Nagi Almudhegi, a 51-year-old Trump supporter, is running for mayor of Dearborn. Credit: Facebook/Nagi Almudhegi

A conservative Dearborn mayoral candidate who has made “faith, family, and freedom” the centerpiece of his campaign has struggled to pay his own bills, even as he poured more than $50,000 into his race for mayor.

Nagi Almudhegi, a 51-year-old Trump supporter, faces multiple lawsuits over unpaid debts and a recent foreclosure scare on his home, court and tax records show.

LVNV Funding won a civil judgment of $26,811 against him in April for unpaid credit card debt after he failed to pay $26,575 he owed, court records show. A writ of garnishment was issued in August 2025 after non-payment. That same month, Portfolio Recovery Associates sued him in another debt case that remains open. 

In 2009, the City of Wooster, Ohio sued Almudhegi for unpaid taxes. And records show he accumulated more than $3,400 in penalties for late property-tax payments on a Toledo business property.

This summer, Almudhegi’s 894-square-foot home was in foreclosure for delinquent taxes, but it’s now current on taxes, according to county records.

Despite those financial troubles, Almudhegi contributed more than $50,000 to his own mayoral campaign in October, a move that raises questions about how he can afford to self-fund while defaulting on past bills. 
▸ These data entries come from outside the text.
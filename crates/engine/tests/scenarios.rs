use std::collections::HashSet;
use std::sync::atomic::{AtomicUsize, Ordering};
use std::sync::{Arc, Mutex};
use std::time::Duration;

use serde_json::json;

use riskwatch_alerts::AlertType;
use riskwatch_core::{EngineError, HandlerError, JobId, Pagination, Severity, StreamId};
use riskwatch_engine::{CleanupReport, Engine, EngineConfig};
use riskwatch_events::Subscription;
use riskwatch_jobs::{
    BatchJobSpec, BatchStatus, JobContext, JobQueueConfig, JobStatus, JobStatusChanged, JobStatusFilter,
    ProgressUpdate, RetryPolicy, VecSource,
};
use riskwatch_streams::{FlushTrigger, StreamConfig};

fn engine_with(queue: JobQueueConfig) -> Engine {
    let config = EngineConfig::default()
        .with_queue(queue)
        .with_resource_sample_interval(None);
    Engine::start(config).unwrap()
}

/// Waits until the status service has archived the job.
async fn wait_terminal(engine: &Engine, job_id: JobId) -> JobStatus {
    tokio::time::timeout(Duration::from_secs(10), async {
        loop {
            if let Ok(archived) = engine.status().get_history_record(job_id) {
                return archived.record.status;
            }
            tokio::time::sleep(Duration::from_millis(5)).await;
        }
    })
    .await
    .unwrap()
}

/// Status changes of one job, in publish order, until it is terminal.
async fn transitions_of(events: &mut Subscription<JobStatusChanged>, job_id: JobId) -> Vec<JobStatus> {
    let mut seen = Vec::new();
    while let Some(event) = events.recv().await {
        if event.job_id != job_id {
            continue;
        }
        seen.push(event.to);
        if event.is_terminal() {
            break;
        }
    }
    seen
}

#[tokio::test]
async fn five_jobs_with_two_workers() {
    let engine = engine_with(JobQueueConfig::default().with_concurrency(2));
    let running = Arc::new(AtomicUsize::new(0));
    let peak = Arc::new(AtomicUsize::new(0));
    let started = Arc::new(Mutex::new(Vec::new()));

    let (r, p, s) = (running.clone(), peak.clone(), started.clone());
    engine
        .queue()
        .register("compliance_check", move |ctx: JobContext| {
            let (running, peak, started) = (r.clone(), p.clone(), s.clone());
            async move {
                let now = running.fetch_add(1, Ordering::SeqCst) + 1;
                peak.fetch_max(now, Ordering::SeqCst);
                started.lock().unwrap().push(ctx.job_id);
                tokio::time::sleep(Duration::from_millis(20)).await;
                running.fetch_sub(1, Ordering::SeqCst);
                Ok::<_, HandlerError>(json!({ "entity": ctx.payload["entity"] }))
            }
        })
        .unwrap();

    let ids: Vec<JobId> = (0..5)
        .map(|n| {
            engine
                .queue()
                .submit("compliance_check", json!({ "entity": n }))
                .unwrap()
        })
        .collect();

    for id in &ids {
        assert_eq!(wait_terminal(&engine, *id).await, JobStatus::Completed);
    }

    assert!(peak.load(Ordering::SeqCst) <= 2);
    let started = started.lock().unwrap().clone();
    assert_eq!(started.len(), 5);
    let first_two: HashSet<JobId> = started[..2].iter().copied().collect();
    assert_eq!(first_two, ids[..2].iter().copied().collect::<HashSet<_>>());

    let stats = engine.status().statistics().unwrap();
    assert_eq!(stats.completed, 5);
    engine.shutdown().await;
}

#[tokio::test]
async fn running_status_records_never_exceed_concurrency() {
    let engine = engine_with(JobQueueConfig::default().with_concurrency(2));
    engine
        .queue()
        .register("compliance_check", |_ctx: JobContext| async {
            tokio::time::sleep(Duration::from_millis(15)).await;
            Ok::<_, HandlerError>(json!(null))
        })
        .unwrap();

    let status = engine.status().clone();
    let done = Arc::new(std::sync::atomic::AtomicBool::new(false));
    let sampler = {
        let done = done.clone();
        tokio::spawn(async move {
            let running = JobStatusFilter::default().status(JobStatus::Running);
            let mut peak = 0;
            while !done.load(Ordering::SeqCst) {
                let counted = status.statistics().unwrap().running;
                let listed = status
                    .get_all_job_statuses(&running, Pagination::default())
                    .unwrap()
                    .total;
                peak = peak.max(counted).max(listed);
                tokio::time::sleep(Duration::from_millis(1)).await;
            }
            peak
        })
    };

    let ids: Vec<JobId> = (0..6)
        .map(|n| {
            engine
                .queue()
                .submit("compliance_check", json!({ "entity": n }))
                .unwrap()
        })
        .collect();
    for id in &ids {
        assert_eq!(wait_terminal(&engine, *id).await, JobStatus::Completed);
    }
    done.store(true, Ordering::SeqCst);

    let peak = sampler.await.unwrap();
    assert!(peak >= 1, "no running job was ever observed");
    assert!(peak <= 2, "{peak} status records were running at once");
    engine.shutdown().await;
}

#[tokio::test(start_paused = true)]
async fn retries_back_off_and_restart_progress() {
    let policy = RetryPolicy::exponential(3, Duration::from_millis(100), Duration::from_secs(10));
    let engine = engine_with(JobQueueConfig::default().with_retry_policy(policy.clone()));
    let starts = Arc::new(Mutex::new(Vec::new()));

    let (status, log) = (engine.status().clone(), starts.clone());
    engine
        .queue()
        .register("risk_assessment", move |ctx: JobContext| {
            let (status, log) = (status.clone(), log.clone());
            async move {
                let record = status.get(ctx.job_id).unwrap();
                log.lock().unwrap().push((
                    tokio::time::Instant::now(),
                    record.progress,
                    record.estimated_completion,
                ));
                ctx.report_progress(80.0, ProgressUpdate::stage("scoring")).unwrap();
                tokio::time::sleep(Duration::from_millis(10)).await;
                Err::<serde_json::Value, _>(HandlerError::transient("scoring service unavailable"))
            }
        })
        .unwrap();

    let mut events = engine.subscribe_status_changes();
    let id = engine.queue().submit("risk_assessment", json!({ "entity": "acme" })).unwrap();

    // The record is back to zero as soon as the retry is scheduled.
    while let Some(event) = events.recv().await {
        if event.job_id == id && event.from == Some(JobStatus::Running) {
            assert_eq!(event.to, JobStatus::Pending);
            break;
        }
    }
    let retried = engine.status().get(id).unwrap();
    assert_eq!(retried.status, JobStatus::Pending);
    assert_eq!(retried.progress, 0.0);
    assert_eq!(retried.estimated_completion, None);
    assert_eq!(retried.retry_count, 1);

    assert_eq!(wait_terminal(&engine, id).await, JobStatus::Failed);
    let starts = starts.lock().unwrap().clone();
    assert_eq!(starts.len(), 3);
    for (n, pair) in starts.windows(2).enumerate() {
        let attempts_done = n as u32 + 1;
        let gap = pair[1].0 - pair[0].0;
        assert!(
            gap >= policy.delay_for_attempt(attempts_done),
            "attempt {} started {gap:?} after the previous one",
            attempts_done + 1
        );
    }
    // Every retry starts from zero progress with no estimate.
    for (_, progress, estimate) in &starts[1..] {
        assert_eq!(*progress, 0.0);
        assert_eq!(*estimate, None);
    }
    engine.shutdown().await;
}

#[tokio::test(start_paused = true)]
async fn stream_flushes_on_size_and_on_timer() {
    let engine = engine_with(JobQueueConfig::default());
    let stream = StreamId::parse("risk-events").unwrap();
    engine
        .streams()
        .create_stream_processor(
            stream.clone(),
            StreamConfig::default()
                .with_buffer_size(3)
                .with_flush_interval(Duration::from_secs(5)),
        )
        .unwrap();
    let processed = Arc::new(AtomicUsize::new(0));
    let counter = processed.clone();
    engine
        .streams()
        .start_stream_processing(&stream, move |_record: serde_json::Value| {
            let counter = counter.clone();
            async move {
                counter.fetch_add(1, Ordering::SeqCst);
                Ok::<(), HandlerError>(())
            }
        })
        .unwrap();

    let mut acks = Vec::new();
    for n in 0..3 {
        acks.push(engine.streams().add_data_to_stream(&stream, json!({ "n": n })).await.unwrap());
    }
    assert!(acks[0].flushed.is_none() && acks[1].flushed.is_none());
    let size_flush = acks[2].flushed.clone().unwrap();
    assert_eq!(size_flush.records, 3);
    assert_eq!(size_flush.trigger, FlushTrigger::Size);
    assert_eq!(processed.load(Ordering::SeqCst), 3);

    engine.streams().add_data_to_stream(&stream, json!({ "n": 3 })).await.unwrap();
    tokio::time::sleep(Duration::from_millis(5_100)).await;

    let state = engine.streams().get_stream_state(&stream).unwrap();
    assert_eq!(state.buffered, 0);
    let timer_flush = state.metrics.last_flush.unwrap();
    assert_eq!(timer_flush.trigger, FlushTrigger::Timer);
    assert_eq!(timer_flush.records, 1);
    assert_eq!(processed.load(Ordering::SeqCst), 4);

    engine.shutdown().await;
}

#[tokio::test]
async fn failing_job_exhausts_retries_and_raises_alerts() {
    let policy = RetryPolicy::exponential(3, Duration::from_millis(1), Duration::from_millis(5));
    let engine = engine_with(JobQueueConfig::default().with_retry_policy(policy));
    let attempts = Arc::new(AtomicUsize::new(0));
    let seen = attempts.clone();
    engine
        .queue()
        .register("risk_assessment", move |_ctx: JobContext| {
            let seen = seen.clone();
            async move {
                seen.fetch_add(1, Ordering::SeqCst);
                Err::<serde_json::Value, _>(HandlerError::transient("scoring service unavailable"))
            }
        })
        .unwrap();

    let mut events = engine.subscribe_status_changes();
    let id = engine.queue().submit("risk_assessment", json!({ "entity": "acme" })).unwrap();
    let transitions = transitions_of(&mut events, id).await;

    assert_eq!(
        transitions,
        vec![
            JobStatus::Pending,
            JobStatus::Running,
            JobStatus::Pending,
            JobStatus::Running,
            JobStatus::Pending,
            JobStatus::Running,
            JobStatus::Failed,
        ]
    );
    assert_eq!(attempts.load(Ordering::SeqCst), 3);

    let snapshot = engine.queue().get_job_status(id).unwrap();
    assert_eq!(snapshot.status, JobStatus::Failed);
    assert_eq!(snapshot.attempts, 3);
    let history = engine.status().get_history_record(id).unwrap();
    assert_eq!(history.record.retry_count, 2);

    // The alert monitor drains pending status events when it stops.
    engine.shutdown().await;
    let alerts = engine.alerts().get_active_alerts();
    assert!(
        alerts
            .iter()
            .any(|a| a.alert_type == AlertType::JobFailure && a.job_id == Some(id))
    );
    let errors = engine.errors().error_statistics();
    assert_eq!(errors.total, 3);
    assert_eq!(errors.terminal_failures, 1);
}

#[tokio::test]
async fn pending_job_can_be_cancelled() {
    let engine = engine_with(JobQueueConfig::default().with_concurrency(1));
    let release = Arc::new(tokio::sync::Notify::new());
    let gate = release.clone();
    engine
        .queue()
        .register("sanctions_screening", move |_ctx: JobContext| {
            let gate = gate.clone();
            async move {
                gate.notified().await;
                Ok::<_, HandlerError>(json!("clear"))
            }
        })
        .unwrap();

    let mut events = engine.subscribe_status_changes();
    let blocker = engine.queue().submit("sanctions_screening", json!({})).unwrap();
    let waiting = engine.queue().submit("sanctions_screening", json!({})).unwrap();
    // The single worker is busy once the first job reports running.
    wait_running(&mut events, blocker).await;

    let cancelled = engine
        .queue()
        .cancel(waiting, Some("duplicate request".to_string()))
        .unwrap();
    assert_eq!(cancelled.status, JobStatus::Cancelled);
    assert_eq!(cancelled.cancel_reason.as_deref(), Some("duplicate request"));

    let again = engine.queue().cancel(waiting, None).unwrap_err();
    assert!(matches!(again, EngineError::InvalidStateTransition { .. }));

    release.notify_one();
    assert_eq!(wait_terminal(&engine, blocker).await, JobStatus::Completed);
    assert_eq!(
        engine.queue().get_job_status(waiting).unwrap().status,
        JobStatus::Cancelled
    );
    engine.shutdown().await;
}

async fn wait_running(events: &mut Subscription<JobStatusChanged>, job_id: JobId) {
    while let Some(event) = events.recv().await {
        if event.job_id == job_id && event.to == JobStatus::Running {
            return;
        }
    }
    panic!("status stream ended before {job_id} started");
}

#[tokio::test]
async fn batch_runs_through_the_engine() {
    let engine = engine_with(JobQueueConfig::default());
    let records: Vec<serde_json::Value> = (0..25).map(|n| json!({ "row": n })).collect();
    let source = VecSource::new(records);
    let job = engine
        .batches()
        .create_batch_job(BatchJobSpec::new("nightly-rescore").with_chunk_size(10))
        .unwrap();

    let handler = |_record: serde_json::Value| async { Ok::<_, HandlerError>(()) };
    let done = engine
        .batches()
        .start_batch_processing(job.id, &source, &handler)
        .await
        .unwrap();

    assert_eq!(done.status, BatchStatus::Completed);
    assert_eq!(done.records_processed, 25);
    assert!(engine.monitor().get_operation_metrics("batch.chunk").is_some());
    engine.shutdown().await;
}

#[tokio::test]
async fn shutdown_rejects_new_work_and_is_idempotent() {
    let engine = engine_with(JobQueueConfig::default());
    engine
        .queue()
        .register("kyc_refresh", |_ctx: JobContext| async { Ok::<_, HandlerError>(json!(null)) })
        .unwrap();

    engine.shutdown().await;
    engine.shutdown().await;

    let err = engine.queue().submit("kyc_refresh", json!({})).unwrap_err();
    assert!(matches!(err, EngineError::Backpressure(_)));
}

#[tokio::test]
async fn cleanup_forgets_finished_jobs_and_resolved_alerts() {
    let engine = engine_with(JobQueueConfig::default());
    engine
        .queue()
        .register("kyc_refresh", |_ctx: JobContext| async { Ok::<_, HandlerError>(json!(null)) })
        .unwrap();
    let id = engine.queue().submit("kyc_refresh", json!({})).unwrap();
    assert_eq!(wait_terminal(&engine, id).await, JobStatus::Completed);

    let alert = engine
        .alerts()
        .raise(AlertType::HighMemory, Severity::High, "memory", None, "memory at 93%")
        .unwrap();
    engine.alerts().resolve_alert(alert.id).unwrap();

    let cutoff = chrono::Utc::now() + chrono::Duration::seconds(1);
    let report = engine.cleanup(cutoff).unwrap();
    assert_eq!(report, CleanupReport { jobs: 1, alerts: 1 });
    assert!(engine.queue().get_job_status(id).unwrap_err().is_not_found());
    assert!(engine.status().get_history_record(id).unwrap_err().is_not_found());
    assert!(engine.alerts().get_alert(alert.id).unwrap_err().is_not_found());
    engine.shutdown().await;
}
Almudhegi, who immigrated from Yemen at age 6 and graduated from the University of Michigan with a degree in chemical engineering, casts himself as a unifier who will restore “common sense” leadership to Dearborn. But his record tells a different story.

At a 2022 rally outside Dearborn’s Henry Ford Centennial Library, Almudhegi joined protesters demanding the removal of LGBTQ-themed books from public school libraries. He told the crowd that opponents had labeled him and others “religious extremists” but said those who support the books “have to have some mental derangement … to support this kind of stuff.”

He led the audience in chants of “Hell no!” and praised one of the protest’s organizers, declaring, “Right now, Dearborn is in the middle of a great awakening, and it’s long overdue.”

That campaign succeeded in having six books removed and restricted students’ access to the district’s online library system.

Although Dearborn’s crime rate has dropped, Almudhegi insists it’s out of control. His fearmongering rhetoric is similar to the right-wing culture-war politics that helped Donald Trump flip Dearborn red for the first time in two decades. In November, Trump became the first Republican to win Dearborn since George W. Bush in 2000, receiving 42.5% of the vote compared with 36% for Kamala Harris. Green Party candidate Jill Stein received 18.37% of the vote. Harris struggled in Dearborn after Mayor Abdullah Hammoud withheld his endorsement over the Biden administration’s backing of Israel’s war on Gaza.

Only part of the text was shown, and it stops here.